More recently, he has taken on leadership roles at Smartsheet—serving as Executive Chair, and (per recent board/company communications) stepping in as Acting CEO during a leadership transition. The through-line in his work is enterprise execution: strong instrumentation, clear accountability, and making large organizations run a little more “by the numbers.”
23.) MacKenzie Scott — Amazon Co-Founder, Philanthropist
MacKenzie Scott’s influence on the Seattle/Puget Sound region is tied to the scale of wealth and philanthropy that emerged alongside Amazon’s rise. While she keeps a relatively low public profile locally, her example has helped shape expectations among donors and nonprofits around faster, less bureaucratic giving and greater trust in community organizations to decide what they need most.
Globally, Scott has become a defining figure in modern philanthropy by giving away tens of billions of dollars through large, often unrestricted grants to thousands of nonprofits. Her “trust-based” approach—moving money quickly, minimizing red tape, and strengthening institutions rather than narrowly funding programs—has shifted norms for how large-scale charitable giving can work.

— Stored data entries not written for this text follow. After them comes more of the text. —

//! Compact JWE with direct ECDH-ES key agreement and A256GCM content encryption
//! (RFC 7516, RFC 7518 section 4.6).

use std::str::FromStr;

use aes_gcm::aead::generic_array::GenericArray;
use aes_gcm::{AeadCore, AeadInPlace, Aes256Gcm, KeyInit};
use ct_codecs::{Base64UrlSafeNoPadding, Decoder, Encoder};
use p256::NistP256;
use p256::ecdh::{EphemeralSecret, diffie_hellman};
use p256::elliptic_curve::JwkEcKey;
use rand::SeedableRng;
use rand_chacha::ChaCha20Rng;
use serde::{Deserialize, Serialize};
use thiserror::Error;
use zeroize::Zeroizing;

use crate::signer::es256::ES256Signer;

pub const JWE_ALGORITHM: &str = "ECDH-ES";
pub const JWE_ENCRYPTION: &str = "A256GCM";

#[derive(Debug, Error)]
pub enum EncryptionError {
    #[error("crypto error: {0}")]
    Crypto(String),
}

#[derive(Debug, Clone, Default, Eq, PartialEq)]
pub struct Header {
    pub key_id: Option<String>,
    // apu param
    // these are raw(!) bytes, _not_ base64
    pub agreement_partyuinfo: String,
    // apv param
    // these are raw(!) bytes, _not_ base64
    pub agreement_partyvinfo: String,
}

#[derive(Debug, Clone, Eq, PartialEq, Serialize, Deserialize)]
struct ProtectedHeader<T> {
    alg: String,
    enc: String,
    #[serde(rename = "kid", default, skip_serializing_if = "Option::is_none")]
    key_id: Option<String>,
    #[serde(rename = "apu", default, skip_serializing_if = "Option::is_none")]
    agreement_partyuinfo: Option<String>,
    #[serde(rename = "apv", default, skip_serializing_if = "Option::is_none")]
    agreement_partyvinfo: Option<String>,
    #[serde(rename = "epk")]
    ephemeral_public_key: T,
}

#[derive(Debug, Clone, Eq, PartialEq, Serialize, Deserialize)]
pub struct RemoteJwk {
    pub kty: String,
    pub crv: String,
    pub x: String,
    #[serde(skip_serializing_if = "Option::is_none")]
    pub y: Option<String>,
}

impl TryFrom<JwkEcKey> for RemoteJwk {
    type Error = EncryptionError;

    fn try_from(value: JwkEcKey) -> Result<Self, Self::Error> {
        let point = value.to_encoded_point::<NistP256>().map_err(|e| {
            EncryptionError::Crypto(format!("failed to convert JWK to encoded point: {e}"))
        })?;
        let x = Base64UrlSafeNoPadding::encode_to_string(
            point
                .x()
                .ok_or(EncryptionError::Crypto("missing x coordinate".to_string()))?,
        )
        .map_err(|e| EncryptionError::Crypto(format!("failed to encode x coordinate: {e}")))?;
        let y = Base64UrlSafeNoPadding::encode_to_string(
            point
                .y()
                .ok_or(EncryptionError::Crypto("missing y coordinate".to_string()))?,
        )
        .map_err(|e| EncryptionError::Crypto(format!("failed to encode y coordinate: {e}")))?;
        Ok(Self {
            kty: "EC".to_string(),
            crv: value.crv().to_string(),
            x,
            y: Some(y),
        })
    }
}

/// Encrypts `payload` for the holder of `recipient_jwk` (P-256).
pub fn build_jwe(
    payload: &[u8],
    header: Header,
    recipient_jwk: &RemoteJwk,
) -> Result<String, EncryptionError> {
    let recipient_public_key = ES256Signer::public_key_from_jwk(recipient_jwk)
        .map_err(|e| EncryptionError::Crypto(format!("invalid recipient key: {e}")))?;
    let recipient_public_key = p256::PublicKey::from_sec1_bytes(&recipient_public_key)
        .map_err(|e| EncryptionError::Crypto(format!("invalid recipient key: {e}")))?;

    let ephemeral_secret = EphemeralSecret::random(&mut ChaCha20Rng::from_entropy());
    let ephemeral_public_key: RemoteJwk = ephemeral_secret.public_key().to_jwk().try_into()?;
    let shared_secret = ephemeral_secret.diffie_hellman(&recipient_public_key);
    let shared_secret = Zeroizing::new(shared_secret.raw_secret_bytes().to_vec());

    let protected_header = ProtectedHeader {
        alg: JWE_ALGORITHM.to_string(),
        enc: JWE_ENCRYPTION.to_string(),
        key_id: header.key_id.to_owned(),
        agreement_partyuinfo: encode_optional(&header.agreement_partyuinfo, "apu")?,
        agreement_partyvinfo: encode_optional(&header.agreement_partyvinfo, "apv")?,
        ephemeral_public_key,
    };
    let protected_header_bytes = serde_json::to_vec(&protected_header).map_err(|e| {
        EncryptionError::Crypto(format!("failed to serialize protected JWE header: {e}"))
    })?;
    let protected_header_b64 = Base64UrlSafeNoPadding::encode_to_string(protected_header_bytes)
        .map_err(|e| {
            EncryptionError::Crypto(format!("failed to encode protected JWE header: {e}"))
        })?;

    let encryption_key = derive_encryption_key_aes256gcm(
        &shared_secret,
        header.agreement_partyuinfo.as_bytes(),
        header.agreement_partyvinfo.as_bytes(),
    )?;

    let nonce = Aes256Gcm::generate_nonce(&mut ChaCha20Rng::from_entropy());
    let mut encrypted = payload.to_vec();
    let cipher = Aes256Gcm::new(GenericArray::from_slice(&*encryption_key));
    let tag = cipher
        .encrypt_in_place_detached(&nonce, protected_header_b64.as_bytes(), &mut encrypted)
        .map_err(|e| EncryptionError::Crypto(format!("Failed to encrypt JWE: {e}")))?;

    let nonce_b64 = Base64UrlSafeNoPadding::encode_to_string(nonce)
        .map_err(|e| EncryptionError::Crypto(format!("failed to encode JWE nonce: {e}")))?;
    let encrypted_b64 = Base64UrlSafeNoPadding::encode_to_string(encrypted)
        .map_err(|e| EncryptionError::Crypto(format!("failed to encode JWE payload: {e}")))?;
    let tag_b64 = Base64UrlSafeNoPadding::encode_to_string(tag)
        .map_err(|e| EncryptionError::Crypto(format!("failed to encode JWE tag: {e}")))?;

    Ok([
        protected_header_b64,
        "".to_string(),
        nonce_b64,
        encrypted_b64,
        tag_b64,
    ]
    .join("."))
}

/// Decrypts a JWE produced by [`build_jwe`] with the recipient's private P-256 JWK.
pub fn decrypt_jwe_payload(
    jwe: &str,
    private_jwk: Zeroizing<String>,
) -> Result<Vec<u8>, EncryptionError> {
    let encrypted_jwe = EncryptedJWE::from_str(jwe)?;
    encrypted_jwe.decrypt(private_jwk)
}

struct EncryptedJWE {
    protected_header_b64: String,
    protected_header: Vec<u8>,
    nonce: Vec<u8>,
    payload: Vec<u8>,
    tag: Vec<u8>,
}

impl EncryptedJWE {
    fn decrypt(&self, private_key_jwk: Zeroizing<String>) -> Result<Vec<u8>, EncryptionError> {
        let header: ProtectedHeader<JwkEcKey> = serde_json::from_slice(&self.protected_header)
            .map_err(|e| EncryptionError::Crypto(format!("Failed to parse JWE header: {e}")))?;
        if header.alg != JWE_ALGORITHM || header.enc != JWE_ENCRYPTION {
            return Err(EncryptionError::Crypto(format!(
                "Unsupported JWE alg `{}` / enc `{}`",
                header.alg, header.enc
            )));
        }

        let private_key_jwk: JwkEcKey = serde_json::from_str(&private_key_jwk)
            .map_err(|e| EncryptionError::Crypto(format!("Failed to parse JWK: {e}")))?;
        let secret_key = private_key_jwk.to_secret_key::<NistP256>().map_err(|e| {
            EncryptionError::Crypto(format!("Failed to decode JWK to secret key: {e}"))
        })?;
        let peer_pub_key: p256::PublicKey =
            header.ephemeral_public_key.to_public_key().map_err(|e| {
                EncryptionError::Crypto(format!("Failed to decode JWK to public key: {e}"))
            })?;

        let shared_secret = Zeroizing::new(
            diffie_hellman(secret_key.to_nonzero_scalar(), peer_pub_key.as_affine())
                .raw_secret_bytes()
                .to_vec(),
        );

        let apu = decode_optional(header.agreement_partyuinfo.as_deref(), "apu")?;
        let apv = decode_optional(header.agreement_partyvinfo.as_deref(), "apv")?;
        let encryption_key = derive_encryption_key_aes256gcm(&shared_secret, &apu, &apv)?;

        let cipher = Aes256Gcm::new(GenericArray::from_slice(&*encryption_key));
        let mut plaintext = self.payload.clone();
        cipher
            .decrypt_in_place_detached(
                GenericArray::from_slice(&self.nonce),
                self.protected_header_b64.as_bytes(),
                &mut plaintext,
                GenericArray::from_slice(&self.tag),
            )
            .map_err(|e| EncryptionError::Crypto(format!("Failed to decrypt JWE: {e}")))?;
        Ok(plaintext)
    }
}

impl FromStr for EncryptedJWE {
    type Err = EncryptionError;

    fn from_str(jwe: &str) -> Result<Self, Self::Err> {
        let parts: Vec<&str> = jwe.split('.').collect();
        let [header, _encrypted_key, nonce, payload, tag] = parts[..] else {
            return Err(EncryptionError::Crypto(format!(
                "Invalid JWE, expected 5 parts, got {}",
                parts.len()
            )));
        };

        let nonce = decode_b64(nonce, "nonce")?;
        if nonce.len() != 12 {
            return Err(EncryptionError::Crypto("Invalid JWE nonce length".to_string()));
        }
        let tag = decode_b64(tag, "tag")?;
        if tag.len() != 16 {
            return Err(EncryptionError::Crypto("Invalid JWE tag length".to_string()));
        }

        Ok(Self {
            protected_header_b64: header.to_owned(),
            protected_header: decode_b64(header, "header")?,
            nonce,
            payload: decode_b64(payload, "payload")?,
            tag,
        })
    }
}

fn derive_encryption_key_aes256gcm(
    shared_secret: &[u8],
    apu: &[u8],
    apv: &[u8],
) -> Result<Zeroizing<[u8; 32]>, EncryptionError> {
    const ALG: &[u8] = JWE_ENCRYPTION.as_bytes();
    const KEY_LENGTH: u32 = 256;

    let mut other_info = vec![];
    other_info.extend((ALG.len() as u32).to_be_bytes());
    other_info.extend(ALG);
    other_info.extend((apu.len() as u32).to_be_bytes());
    other_info.extend(apu);
    other_info.extend((apv.len() as u32).to_be_bytes());
    other_info.extend(apv);
    other_info.extend(KEY_LENGTH.to_be_bytes());

    let mut encryption_key = Zeroizing::new([0; 32]);
    concat_kdf::derive_key_into::<sha2::Sha256>(shared_secret, &other_info, &mut *encryption_key)
        .map_err(|e| EncryptionError::Crypto(format!("Failed to derive encryption key: {e}")))?;
    Ok(encryption_key)
}

fn encode_optional(value: &str, name: &str) -> Result<Option<String>, EncryptionError> {
    if value.is_empty() {
        return Ok(None);
    }

    Base64UrlSafeNoPadding::encode_to_string(value)
        .map(Some)
        .map_err(|e| EncryptionError::Crypto(format!("failed to encode {name}: {e}")))
}

fn decode_optional(value: Option<&str>, name: &str) -> Result<Vec<u8>, EncryptionError> {
    match value {
        Some(value) => decode_b64(value, name),
        None => Ok(vec![]),
    }
}

pub(crate) fn decode_b64(base64_input: &str, name: &str) -> Result<Vec<u8>, EncryptionError> {
    Base64UrlSafeNoPadding::decode_to_vec(base64_input, None)
        .map_err(|err| EncryptionError::Crypto(format!("failed to decode {name}: {err}")))
}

24.) Ron Vachris — CEO/President, Costco
Ron Vachris is Costco’s CEO and President (since January 2024) and is famous in business circles for rising through Costco from operational roles over decades—an internal-growth story that matches Costco’s “culture first” reputation. His leadership tends to be framed as continuity: keep the model disciplined, keep member trust high, and don’t break what works.
As CEO, he’s overseeing Costco in an era where scale, membership economics, and logistics excellence matter as much as retail theater. Public profiles emphasize his operational credibility and stewardship of Costco’s core playbook—limited assortment, tight markups, and employee stability—while navigating expansion and the modern pressures of labor, supply chain, and public scrutiny.
25.) Eva Macdonald— Seattle & Bellevue Site Lead for Meta
Eva Macdonald is the Northwest Lead for Meta in Seattle and Bellevue, where she oversees regional strategy and strengthens Meta’s presence across one of its key growth hubs. She partners with local leaders, aligns regional operations with company priorities, and supports the teams that drive innovation throughout the Pacific Northwest.
Known for her collaborative and people-focused approach, Eva fosters inclusive workplace culture and builds strong community and cross-functional relationships. Her leadership helps guide Meta’s regional impact, ensuring the Seattle and Bellevue offices remain vibrant centers of talent, engagement, and long-term strategic value. [24×7]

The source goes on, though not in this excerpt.